Xiao Yan scite author profile

Coalescence-induced droplet jumping has the potential to enhance the efficiency of a plethora of applications. Although binary droplet jumping is quantitatively understood from energy and hydrodynamic perspectives, multiple aspects that affect jumping behavior, including droplet size mismatch, droplet−surface interaction, and condensate thermophysical properties, remain poorly understood. Here, we develop a visualization technique utilizing microdroplet dispensing to study droplet jumping dynamics on nanostructured superhydrophobic, hierarchical superhydrophobic, and hierarchical biphilic surfaces. We show that on the nanostructured superhydrophobic surface the jumping velocity follows inertial-capillary scaling with a dimensionless velocity of 0.26 and a jumping direction perpendicular to the substrate.
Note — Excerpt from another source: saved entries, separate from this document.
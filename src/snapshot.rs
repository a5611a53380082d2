//! Flat JSON snapshots of a scene.
//!
//! The records in this module mirror the persisted shape one to one:
//!
//! ```json
//! {
//!   "room": { "widthCm": 400, "lengthCm": 300, "snapEpsilonCm": 4 },
//!   "items": [ { "id": "item-1", "name": "Bed", "pos": { "xCm": 20, "yCm": 20 }, ... } ],
//!   "human": { "pos": { "xCm": 60, "yCm": 60 }, "radiusCm": 30 },
//!   "pixelsPerCm": 2
//! }
//! ```
//!
//! Item categories are stored as independent boolean flags. On the way in,
//! contradictory flags resolve by precedence door > window > carpet >
//! hangable > furniture.

use serde::{Deserialize, Serialize};
use utoipa::ToSchema;

use crate::model::{
    DoorAttrs, HumanProbe, Item, ItemId, ItemKind, Rotation, Room, Size, WallMount, WallSide,
    DEFAULT_SNAP_EPSILON_CM,
};
use crate::scene::Scene;
use crate::types::Vec2;

/// Import failures. The live scene is never touched when one is returned.
#[derive(Debug, Clone, PartialEq)]
pub enum SceneDataError {
    Malformed(String),
    MissingRoom,
    InvalidRoom(String),
}

impl std::fmt::Display for SceneDataError {
    fn fmt(&self, f: &mut std::fmt::Formatter<'_>) -> std::fmt::Result {
        match self {
            SceneDataError::Malformed(msg) => write!(f, "Malformed scene data: {}", msg),
            SceneDataError::MissingRoom => write!(f, "Scene data has no room"),
            SceneDataError::InvalidRoom(msg) => write!(f, "Invalid room: {}", msg),
        }
    }
}

impl std::error::Error for SceneDataError {}

impl From<serde_json::Error> for SceneDataError {
    fn from(err: serde_json::Error) -> Self {
        SceneDataError::Malformed(err.to_string())
    }
}

fn default_snap_epsilon() -> f64 {
    DEFAULT_SNAP_EPSILON_CM
}

fn default_true() -> bool {
    true
}

fn default_item_name() -> String {
    "Item".to_string()
}

fn default_item_pos() -> Vec2 {
    Vec2::new(10.0, 10.0)
}

#[derive(Debug, Clone, PartialEq, Serialize, Deserialize, ToSchema)]
#[serde(rename_all = "camelCase")]
pub struct RoomRecord {
    pub width_cm: f64,
    pub length_cm: f64,
    #[serde(default = "default_snap_epsilon")]
    pub snap_epsilon_cm: f64,
}

#[derive(Debug, Clone, PartialEq, Serialize, Deserialize, ToSchema)]
#[serde(rename_all = "camelCase")]
pub struct ItemRecord {
    /// Regenerated when missing or already taken.
    #[serde(default)]
    pub id: Option<String>,
    #[serde(default = "default_item_name")]
    pub name: String,
    #[serde(default = "default_item_pos")]
    pub pos: Vec2,
    #[serde(default)]
    pub size: Size,
    #[serde(default)]
    pub z_from_floor_cm: f64,
    /// 0 or 90; other angles are folded onto the nearest quarter turn.
    #[serde(default)]
    pub rotation_deg: f64,
    #[serde(default)]
    pub is_hangable: bool,
    #[serde(default)]
    pub is_carpet: bool,
    #[serde(default)]
    pub is_door: bool,
    #[serde(default)]
    pub is_window: bool,
    #[serde(default = "default_true")]
    pub door_inward: bool,
    #[serde(default)]
    pub door_hinge_right: bool,
    #[serde(default)]
    pub wall_side: Option<WallSide>,
    #[serde(default)]
    pub offset_cm: f64,
    #[serde(default)]
    pub color: String,
}

#[derive(Debug, Clone, PartialEq, Serialize, Deserialize, ToSchema)]
#[serde(rename_all = "camelCase")]
pub struct HumanRecord {
    pub pos: Vec2,
    pub radius_cm: f64,
}

/// A complete scene as stored in files and history.
#[derive(Debug, Clone, PartialEq, Serialize, Deserialize, ToSchema)]
#[serde(rename_all = "camelCase")]
pub struct SceneSnapshot {
    #[serde(default)]
    pub room: Option<RoomRecord>,
    #[serde(default)]
    pub items: Vec<ItemRecord>,
    #[serde(default)]
    pub human: Option<HumanRecord>,
    #[serde(default)]
    pub pixels_per_cm: Option<f64>,
}

impl SceneSnapshot {
    pub fn from_json(json: &str) -> Result<Self, SceneDataError> {
        Ok(serde_json::from_str(json)?)
    }

    pub fn to_json(&self) -> Result<String, SceneDataError> {
        Ok(serde_json::to_string(self)?)
    }
}

impl From<&Room> for RoomRecord {
    fn from(room: &Room) -> Self {
        Self {
            width_cm: room.width_cm,
            length_cm: room.length_cm,
            snap_epsilon_cm: room.snap_epsilon_cm,
        }
    }
}

impl From<&Item> for ItemRecord {
    fn from(item: &Item) -> Self {
        let mount = item.wall_mount().copied().unwrap_or_default();
        let door = item.door_attrs().copied().unwrap_or_default();
        Self {
            id: Some(item.id.to_string()),
            name: item.name.clone(),
            pos: item.pos,
            size: item.size,
            z_from_floor_cm: item.z_from_floor_cm,
            rotation_deg: f64::from(item.rotation.degrees()),
            is_hangable: item.is_hangable(),
            is_carpet: item.is_carpet(),
            is_door: item.is_door(),
            is_window: item.is_window(),
            door_inward: door.inward,
            door_hinge_right: door.hinge_right,
            wall_side: mount.side,
            offset_cm: mount.offset_cm,
            color: item.color.clone(),
        }
    }
}

impl ItemRecord {
    fn kind(&self) -> ItemKind {
        let mount = WallMount {
            side: self.wall_side,
            offset_cm: self.offset_cm,
        };
        if self.is_door {
            ItemKind::Door(DoorAttrs {
                inward: self.door_inward,
                hinge_right: self.door_hinge_right,
                mount,
            })
        } else if self.is_window {
            ItemKind::Window(mount)
        } else if self.is_carpet {
            ItemKind::Carpet
        } else if self.is_hangable {
            ItemKind::Hangable
        } else {
            ItemKind::Furniture
        }
    }

    /// Builds the item this record describes.
    ///
    /// Numbers are clamped like any other edit; positions are kept as stored.
    pub fn to_item(&self) -> Item {
        let name = if self.name.trim().is_empty() {
            default_item_name()
        } else {
            self.name.clone()
        };
        let mut item = Item::new(name, self.size)
            .with_id(ItemId::new(self.id.clone().unwrap_or_default()))
            .with_rotation(Rotation::from_degrees(self.rotation_deg))
            .with_kind(self.kind())
            .with_color(self.color.clone());
        item.pos = self.pos;
        item.set_z(self.z_from_floor_cm);
        if let Some(mount) = item.wall_mount_mut() {
            mount.offset_cm = mount.offset_cm.max(0.0);
        }
        item
    }
}

/// Captures the whole scene plus the view zoom.
pub fn serialize(scene: &Scene, pixels_per_cm: f64) -> SceneSnapshot {
    SceneSnapshot {
        room: Some(RoomRecord::from(&scene.room)),
        items: scene.items().iter().map(ItemRecord::from).collect(),
        human: Some(HumanRecord {
            pos: scene.human.pos,
            radius_cm: scene.human.radius_cm,
        }),
        pixels_per_cm: Some(pixels_per_cm),
    }
}

fn checked_extent(value: f64, name: &str) -> Result<f64, SceneDataError> {
    if !value.is_finite() || value <= 0.0 {
        return Err(SceneDataError::InvalidRoom(format!(
            "{} must be positive, got: {}",
            name, value
        )));
    }
    Ok(value)
}

/// Rebuilds a scene from a snapshot.
///
/// Ids are kept when present and unique, otherwise regenerated. Every
/// item's `invalid` flag is recomputed against the rebuilt scene.
pub fn deserialize(snapshot: &SceneSnapshot) -> Result<Scene, SceneDataError> {
    let record = snapshot.room.as_ref().ok_or(SceneDataError::MissingRoom)?;
    let width = checked_extent(record.width_cm, "widthCm")?;
    let length = checked_extent(record.length_cm, "lengthCm")?;
    let mut scene = Scene::new(Room::new(width, length, record.snap_epsilon_cm));

    for item in &snapshot.items {
        scene.add(item.to_item());
    }
    if let Some(human) = &snapshot.human {
        scene.human = HumanProbe::new(scene.human.pos, human.radius_cm);
        scene.move_human(human.pos);
    }
    scene.revalidate_all();
    Ok(scene)
}

#[cfg(test)]
mod tests {
    use super::*;
    use crate::wall::apply_wall_placement;

    fn sample_scene() -> Scene {
        let mut scene = Scene::new(Room::new(500.0, 350.0, 5.0));
        scene.add(Item::new("Bed", Size::new(160.0, 200.0, 40.0)).at(20.0, 20.0));
        scene.add(Item::new("Bed", Size::new(90.0, 200.0, 40.0)).at(300.0, 20.0));
        scene.add(Item::carpet("Rug", Size::new(220.0, 160.0, 0.0)).at(90.0, 90.0));
        scene.add(
            Item::hangable("Shelf", Size::new(80.0, 25.0, 3.0), 120.0)
                .at(20.0, 240.0)
                .with_rotation(Rotation::Deg90),
        );
        let mut door = Item::door("Door", 90.0, false).on_wall(WallSide::Right, 40.0);
        if let Some(attrs) = door.door_mut() {
            attrs.hinge_right = true;
        }
        apply_wall_placement(&mut door, &scene.room);
        scene.add(door);
        scene
    }

    fn sorted_names(scene: &Scene) -> Vec<String> {
        let mut names: Vec<String> = scene.items().iter().map(|it| it.name.clone()).collect();
        names.sort();
        names
    }

    #[test]
    fn round_trip_keeps_items_room_and_human() {
        let mut original = sample_scene();
        original.move_human(Vec2::new(250.0, 300.0));

        let json = serialize(&original, 2.5).to_json().expect("serializable");
        let snapshot = SceneSnapshot::from_json(&json).expect("parsable");
        let restored = deserialize(&snapshot).expect("valid data");

        assert_eq!(sorted_names(&restored), sorted_names(&original));
        assert_eq!(restored.room, original.room);
        assert_eq!(restored.human, original.human);
        assert_eq!(snapshot.pixels_per_cm, Some(2.5));
        for item in original.items() {
            let back = restored.get(&item.id).expect("id preserved");
            assert_eq!(back.kind, item.kind, "{} changed kind", item.name);
            assert_eq!(back.pos, item.pos);
            assert_eq!(back.rotation, item.rotation);
            assert_eq!(back.color, item.color);
        }
    }

    #[test]
    fn serialized_keys_follow_the_schema() {
        let value = serde_json::to_value(serialize(&sample_scene(), 2.0)).unwrap();
        assert_eq!(value["room"]["widthCm"], 500.0);
        assert_eq!(value["pixelsPerCm"], 2.0);

        let door = &value["items"][4];
        assert_eq!(door["isDoor"], true);
        assert_eq!(door["doorInward"], false);
        assert_eq!(door["doorHingeRight"], true);
        assert_eq!(door["wallSide"], "right");
        assert_eq!(door["rotationDeg"], 0.0);
        assert_eq!(door["size"]["lCm"], 90.0);

        let bed = &value["items"][0];
        assert!(bed["wallSide"].is_null());
        assert_eq!(bed["pos"]["xCm"], 20.0);
    }

    #[test]
    fn missing_fields_take_item_defaults() {
        let snapshot = SceneSnapshot::from_json(
            r#"{"room":{"widthCm":400,"lengthCm":300},"items":[{"isDoor":true},{"name":"Box"}]}"#,
        )
        .unwrap();
        let scene = deserialize(&snapshot).unwrap();

        let door = &scene.items()[0];
        assert_eq!(door.name, "Item");
        assert!(door.is_inward_door(), "doors swing inward unless told otherwise");
        assert_eq!(scene.room.snap_epsilon_cm, DEFAULT_SNAP_EPSILON_CM);

        let boxed = &scene.items()[1];
        assert_eq!(boxed.pos, Vec2::new(10.0, 10.0));
        assert_eq!(boxed.size, Size::default());
        assert!(!boxed.id.is_empty(), "missing id must be generated");
        assert_ne!(boxed.id, door.id);
    }

    #[test]
    fn contradictory_flags_resolve_by_precedence() {
        let snapshot = SceneSnapshot::from_json(
            r#"{"room":{"widthCm":400,"lengthCm":300},"items":[
                {"name":"a","isDoor":true,"isWindow":true,"isCarpet":true},
                {"name":"b","isWindow":true,"isHangable":true},
                {"name":"c","isCarpet":true,"isHangable":true,"zFromFloorCm":50}
            ]}"#,
        )
        .unwrap();
        let scene = deserialize(&snapshot).unwrap();
        let items = scene.items();
        assert!(items[0].is_door());
        assert!(items[1].is_window());
        assert!(items[2].is_carpet());
        assert_eq!(items[2].z_from_floor_cm, 0.0);
    }

    #[test]
    fn duplicate_ids_are_regenerated() {
        let snapshot = SceneSnapshot::from_json(
            r#"{"room":{"widthCm":400,"lengthCm":300},"items":[
                {"id":"x","name":"one"},{"id":"x","name":"two"}
            ]}"#,
        )
        .unwrap();
        let scene = deserialize(&snapshot).unwrap();
        assert_eq!(scene.items()[0].id.as_str(), "x");
        assert_ne!(scene.items()[1].id.as_str(), "x");
    }

    #[test]
    fn invalid_flag_is_recomputed_on_load() {
        let snapshot = SceneSnapshot::from_json(
            r#"{"room":{"widthCm":400,"lengthCm":300},"items":[
                {"name":"a","pos":{"xCm":100,"yCm":100}},
                {"name":"b","pos":{"xCm":120,"yCm":120}},
                {"name":"c","pos":{"xCm":300,"yCm":100}}
            ]}"#,
        )
        .unwrap();
        let scene = deserialize(&snapshot).unwrap();
        let flags: Vec<bool> = scene.items().iter().map(|it| it.invalid).collect();
        assert_eq!(flags, vec![true, true, false]);
    }

    #[test]
    fn bad_data_is_reported() {
        assert!(matches!(
            SceneSnapshot::from_json("{not json"),
            Err(SceneDataError::Malformed(_))
        ));
        assert!(matches!(
            SceneSnapshot::from_json(r#"{"items":"nope"}"#),
            Err(SceneDataError::Malformed(_))
        ));

        let no_room = SceneSnapshot::from_json(r#"{"items":[]}"#).unwrap();
        assert!(matches!(deserialize(&no_room), Err(SceneDataError::MissingRoom)));

        let flat = SceneSnapshot::from_json(r#"{"room":{"widthCm":0,"lengthCm":300}}"#).unwrap();
        assert!(matches!(deserialize(&flat), Err(SceneDataError::InvalidRoom(_))));
    }
}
A droplet mismatch phase diagram was developed showing that jumping is possible for droplet size mismatch up to 70%. On the hierarchical superhydrophobic surface, jumping behavior was dependent on the ratio between the droplet radius R i and surface structure length scale L. For small droplets (R i ≤ 5L), the jumping velocity was highly scattered, with a deviation of the jumping direction from the substrate normal as high as 80°. Surface structure length scale effects were shown to vanish for large droplets (R i > 5L). On the hierarchical biphilic surface, similar but more significant scattering of the jumping velocity and direction was observed. Droplet-size-dependent surface adhesion and pinning-mediated droplet rotation were responsible for the reduced jumping velocity and scattered jumping continued...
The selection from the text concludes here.